The nine prisoners charged that correctional officers had seized religious and other materials. They also alleged that the prison chaplain had already approved the religious material, and that the prison officials justified the seizure on the grounds that the seized material had “ questionable content.”
The suit alleged the prison officials restricted where the Asatru prisoners could stand and what they could say on the prison’s religious grounds. No signage on those grounds restricts the space where inmates can stand.
According to KWCH, a local TV station, prisoner Marcus Drake, who was convicted for identity theft, forgery, charged that prison officials had punished him for altering a letter in one of the documents. They accused him of changing the letter “o” to form an Aryan cross. Drake alleged that he did not make an Aryan Cross, but manually substituted the word, “our,” for the word, “for,” when he corrected a typo.
A google search for an image of an “Aryan Cross” revealed something that looks like a bull’s eye. It has equal length vertical and horizontal arms as well as a ring around the cross. Its arms extend slightly beyond the ring. This cross looks like the symbol for target practice. According to Wikimedeia.org, this image was adopted by the Nazis and is illegal to display in Germany, Austria, Hungary, Poland, the Czech Republic, France, Brazil, Israel, Ukraine, Russia and some other countries.
A Celtic Cross appears quite similar, but frequently has a much longer vertical arm, particularly when used as a grave marker. The two images are frequently confused.

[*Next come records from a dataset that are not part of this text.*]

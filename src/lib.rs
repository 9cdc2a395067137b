//! Facade contest server library.
//!
//! Shop photo uploads, AI facade and interior design generation with a local
//! fallback, contest submissions and social share links.

pub mod api;
pub mod config;
pub mod db;
pub mod entity;
pub mod error;
pub mod middleware;
pub mod migration;
pub mod models;
pub mod services;
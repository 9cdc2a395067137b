//! Database module providing connection management, migrations, and queries.
//!
//! One `DbPool` is created at startup, handed to request handlers through
//! `web::Data`, and closed after the HTTP server has drained.

pub mod designs;
pub mod shares;
pub mod submissions;
pub mod uploads;
pub mod users;

use std::time::Duration;

use sea_orm::{ConnectOptions, Database, DatabaseConnection};
use sea_orm_migration::MigratorTrait;
use tracing::info;

use crate::config::Config;
use crate::error::{AppError, AppResult};
use crate::migration::Migrator;

/// Database connection pool wrapper.
#[derive(Clone, Debug)]
pub struct DbPool {
    conn: DatabaseConnection,
}

impl DbPool {
    /// Open the pool described by the configuration.
    pub async fn new(config: &Config) -> AppResult<Self> {
        let settings = &config.database;

        let mut options = ConnectOptions::new(settings.url.clone());
        options
            .max_connections(settings.max_connections)
            .min_connections(settings.min_connections)
            .connect_timeout(Duration::from_secs(settings.connect_timeout_secs))
            .sqlx_logging(false);

        let conn = Database::connect(options)
            .await
            .map_err(|e| AppError::Database(format!("Failed to connect to database: {}", e)))?;

        info!(
            max_connections = settings.max_connections,
            "Database pool opened"
        );

        Ok(Self { conn })
    }

    /// Wrap an existing connection (used by tests with in-memory SQLite).
    pub fn from_connection(conn: DatabaseConnection) -> Self {
        Self { conn }
    }

    /// Borrow the underlying connection for queries.
    pub fn connection(&self) -> &DatabaseConnection {
        &self.conn
    }

    /// Apply all pending migrations.
    pub async fn run_migrations(&self) -> AppResult<()> {
        Migrator::up(&self.conn, None)
            .await
            .map_err(|e| AppError::Database(format!("Failed to run migrations: {}", e)))
    }

    /// Check that the database answers.
    pub async fn ping(&self) -> AppResult<()> {
        self.conn
            .ping()
            .await
            .map_err(|e| AppError::Database(format!("Database ping failed: {}", e)))
    }

    /// Close the pool. Call after the server has stopped accepting requests.
    pub async fn close(self) -> AppResult<()> {
        self.conn
            .close()
            .await
            .map_err(|e| AppError::Database(format!("Failed to close database pool: {}", e)))
    }
}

When officials seized materials, a disciplinary hearing ensued. That hearing could have an impact on their eventual release dates.
The prisoners had at first asked for $22,400 per prisoner in damages. They based their $22,400 claim per individual on the assumption the disciplinary hearing would delay their release by at least one year. The estimated number is probable annual individual earnings during that one year.

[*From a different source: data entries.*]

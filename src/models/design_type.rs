//! Design style tags and the other small domain enums.
//!
//! `DesignType` has exactly one canonical tag per variant. Older clients and
//! stored data used a second naming scheme; those aliases are accepted on input
//! through [`DesignType::parse`] and never emitted.

use serde::{Deserialize, Serialize};
use utoipa::ToSchema;

/// One of the four fixed aesthetic categories applied to a photo.
#[derive(Debug, Clone, Copy, PartialEq, Eq, Hash, Serialize, Deserialize, ToSchema)]
#[serde(rename_all = "snake_case", try_from = "String")]
pub enum DesignType {
    ModernPremium,
    TrustHeritage,
    EcoSmart,
    Festive,
}

/// Legacy tag -> canonical variant.
const LEGACY_ALIASES: &[(&str, DesignType)] = &[
    ("modern", DesignType::ModernPremium),
    ("classical", DesignType::TrustHeritage),
    ("industrial", DesignType::EcoSmart),
    ("eco_friendly", DesignType::Festive),
];

impl DesignType {
    /// Every style, in presentation order.
    pub const ALL: [DesignType; 4] = [
        DesignType::ModernPremium,
        DesignType::TrustHeritage,
        DesignType::EcoSmart,
        DesignType::Festive,
    ];

    pub fn as_str(&self) -> &'static str {
        match self {
            Self::ModernPremium => "modern_premium",
            Self::TrustHeritage => "trust_heritage",
            Self::EcoSmart => "eco_smart",
            Self::Festive => "festive",
        }
    }

    /// Human-readable name used in prompts and share text.
    pub fn label(&self) -> &'static str {
        match self {
            Self::ModernPremium => "Modern Premium",
            Self::TrustHeritage => "Trust & Heritage",
            Self::EcoSmart => "Eco Smart",
            Self::Festive => "Festive",
        }
    }

    /// Every tag a stored row of this style may carry (canonical first).
    pub fn stored_tags(&self) -> Vec<&'static str> {
        let mut tags = vec![self.as_str()];
        tags.extend(
            LEGACY_ALIASES
                .iter()
                .filter(|(_, t)| t == self)
                .map(|(alias, _)| *alias),
        );
        tags
    }

    /// Parse a canonical tag or a legacy alias (case-insensitive).
    pub fn parse(s: &str) -> Option<Self> {
        let s = s.trim().to_lowercase();
        Self::ALL
            .into_iter()
            .find(|t| t.as_str() == s)
            .or_else(|| {
                LEGACY_ALIASES
                    .iter()
                    .find(|(alias, _)| *alias == s)
                    .map(|(_, t)| *t)
            })
    }
}

impl TryFrom<String> for DesignType {
    type Error = String;

    fn try_from(value: String) -> Result<Self, Self::Error> {
        Self::parse(&value).ok_or_else(|| format!("unknown design type '{}'", value))
    }
}

impl std::fmt::Display for DesignType {
    fn fmt(&self, f: &mut std::fmt::Formatter<'_>) -> std::fmt::Result {
        f.write_str(self.as_str())
    }
}

/// Which kind of photo an upload holds.
#[derive(Debug, Clone, Copy, PartialEq, Eq, Serialize, Deserialize, ToSchema)]
#[serde(rename_all = "snake_case")]
pub enum UploadType {
    Storefront,
    Interior,
}

impl UploadType {
    pub fn as_str(&self) -> &'static str {
        match self {
            Self::Storefront => "storefront",
            Self::Interior => "interior",
        }
    }

    pub fn parse(s: &str) -> Option<Self> {
        match s {
            "storefront" => Some(Self::Storefront),
            "interior" => Some(Self::Interior),
            _ => None,
        }
    }
}

/// Lifecycle of a generated design row.
///
/// Rows are only written once an image exists, so stored rows are `completed`;
/// the other states exist for the status endpoint and older data.
#[derive(Debug, Clone, Copy, PartialEq, Eq, Serialize, Deserialize, ToSchema)]
#[serde(rename_all = "snake_case")]
pub enum ProcessingStatus {
    Pending,
    Processing,
    Completed,
    Failed,
}

impl ProcessingStatus {
    pub fn as_str(&self) -> &'static str {
        match self {
            Self::Pending => "pending",
            Self::Processing => "processing",
            Self::Completed => "completed",
            Self::Failed => "failed",
        }
    }

    pub fn parse(s: &str) -> Option<Self> {
        match s {
            "pending" => Some(Self::Pending),
            "processing" => Some(Self::Processing),
            "completed" => Some(Self::Completed),
            "failed" => Some(Self::Failed),
            _ => None,
        }
    }
}

/// Contest submission state.
#[derive(Debug, Clone, Copy, PartialEq, Eq, Serialize, Deserialize, ToSchema)]
#[serde(rename_all = "snake_case")]
pub enum SubmissionStatus {
    Submitted,
}

impl SubmissionStatus {
    pub fn as_str(&self) -> &'static str {
        match self {
            Self::Submitted => "submitted",
        }
    }
}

In the original filing, Drake alleged that prison officials fined him $10 and restricted his movements for 60 days. During those 60 days, he was restricted to his bunk for 17. This would result in a loss of Drake’s prison pay.
On July 26, the prisoners filed an amended lawsuit, which asked for $150,000 in damages for each of the nine prisoners. This new claim for damages arose from estimates of potential losses to their prison earnings. Prisoners depend on their prison earnings to start their life on the outside.

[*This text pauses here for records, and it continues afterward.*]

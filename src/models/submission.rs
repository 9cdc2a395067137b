//! Contest submission DTOs.

use chrono::{DateTime, Utc};
use serde::{Deserialize, Serialize};
use utoipa::ToSchema;
use uuid::Uuid;

use crate::entity::contest_submission;

/// Body for `POST /contest/submit`.
#[derive(Debug, Clone, Deserialize, Serialize, ToSchema)]
#[serde(rename_all = "camelCase")]
pub struct SubmitRequest {
    pub user_id: Uuid,
    pub storefront_design_id: Uuid,
    pub interior_design_id: Uuid,
    #[serde(default)]
    pub dealership_name: Option<String>,
    #[serde(default)]
    pub sap_code: Option<String>,
    #[serde(default)]
    pub mobile_number: Option<String>,
}

/// Query for `GET /contest/check-submission`.
#[derive(Debug, Clone, Deserialize, ToSchema, utoipa::IntoParams)]
#[into_params(parameter_in = Query)]
#[serde(rename_all = "camelCase")]
pub struct CheckSubmissionQuery {
    pub user_id: Uuid,
    pub storefront_design_id: Uuid,
    pub interior_design_id: Uuid,
}

/// Query for `GET /contest/leaderboard`.
#[derive(Debug, Clone, Default, Deserialize, ToSchema, utoipa::IntoParams)]
#[into_params(parameter_in = Query)]
pub struct LeaderboardQuery {
    /// Maximum entries (default 50, capped at 500)
    pub limit: Option<u64>,
    /// Submission status filter (default "submitted")
    pub status: Option<String>,
}

impl LeaderboardQuery {
    pub fn clamped_limit(&self) -> u64 {
        self.limit.unwrap_or(50).clamp(1, 500)
    }
}

/// Compact reference to one of the two designs in an entry.
#[derive(Debug, Clone, Serialize, Deserialize, ToSchema)]
#[serde(rename_all = "camelCase")]
pub struct SubmittedDesign {
    pub design_id: Uuid,
    pub design_type: Option<String>,
    pub filename: Option<String>,
    pub file_path: Option<String>,
}

/// Full contest entry.
#[derive(Debug, Clone, Serialize, Deserialize, ToSchema)]
#[serde(rename_all = "camelCase")]
pub struct SubmissionResponse {
    pub submission_id: String,
    pub user_id: Uuid,
    pub dealership_name: Option<String>,
    pub sap_code: Option<String>,
    pub mobile_number: Option<String>,
    pub status: String,
    pub submitted_at: DateTime<Utc>,
    pub storefront_design: SubmittedDesign,
    pub interior_design: SubmittedDesign,
}

/// Existing entry for a given pair, as seen by `check-submission`.
#[derive(Debug, Clone, Serialize, Deserialize, ToSchema)]
#[serde(rename_all = "camelCase")]
pub struct ExistingSubmission {
    pub submission_id: String,
    pub submitted_at: DateTime<Utc>,
    pub dealership_name: Option<String>,
    pub sap_code: Option<String>,
    pub mobile_number: Option<String>,
}

impl From<contest_submission::Model> for ExistingSubmission {
    fn from(m: contest_submission::Model) -> Self {
        Self {
            submission_id: m.submission_id,
            submitted_at: m.submitted_at,
            dealership_name: m.dealership_name,
            sap_code: m.sap_code,
            mobile_number: m.mobile_number,
        }
    }
}

/// Leaderboard row.
#[derive(Debug, Clone, Serialize, Deserialize, ToSchema)]
#[serde(rename_all = "camelCase")]
pub struct LeaderboardEntry {
    pub submission_id: String,
    pub dealership_name: Option<String>,
    pub sap_code: Option<String>,
    pub status: String,
    pub submitted_at: DateTime<Utc>,
    pub storefront_design_type: Option<String>,
    pub interior_design_type: Option<String>,
}

/// `GET /contest/leaderboard` payload.
#[derive(Debug, Clone, Serialize, Deserialize, ToSchema)]
#[serde(rename_all = "camelCase")]
pub struct LeaderboardResponse {
    pub total_submissions: usize,
    pub submissions: Vec<LeaderboardEntry>,
}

One local media outlet, KWCH, mentioned that Ásatrú has another name “Heathenism.” It also mentioned its links to white supremacists, but provided no other context.
Another media outlet provided a more balanced discussion of Ásatrú prisoners. Local paperThe Crowley-Courier-Traveler mentioned that “many Ásatrú groups have also denounced those [white supremacists] beliefs.” It also discussed the founding of Ásatrú in Iceland in 1972. It, however, confused the founding of the Ásatrú Free Assembly with that of the Ásatrú Folk Assembly. The Courier Traveler pointed out that Ásatrú prisoners frequently bring religious discrimination cases against prison officials.
The suit alleged that prison officials violated both the First (freedom of religion) and Fourth Amendment (no unreasonable search and seizure). It raised Fourteenth Amendment (due process) questions. Prison officials failed to provide evidence of potential wrongdoing associated with the seized material.
In 2013, the Winfield Correctional Facility was categorized as a minimum security prison. It has a capacity of 544 adult males. More recent data was not available. The prison has been in operation since 1996. Before that date, it was the Winfield State Hospital and Training Center for the mentally ill and developmentally disabled. For most of the 20th Century, it was the city’s major employer.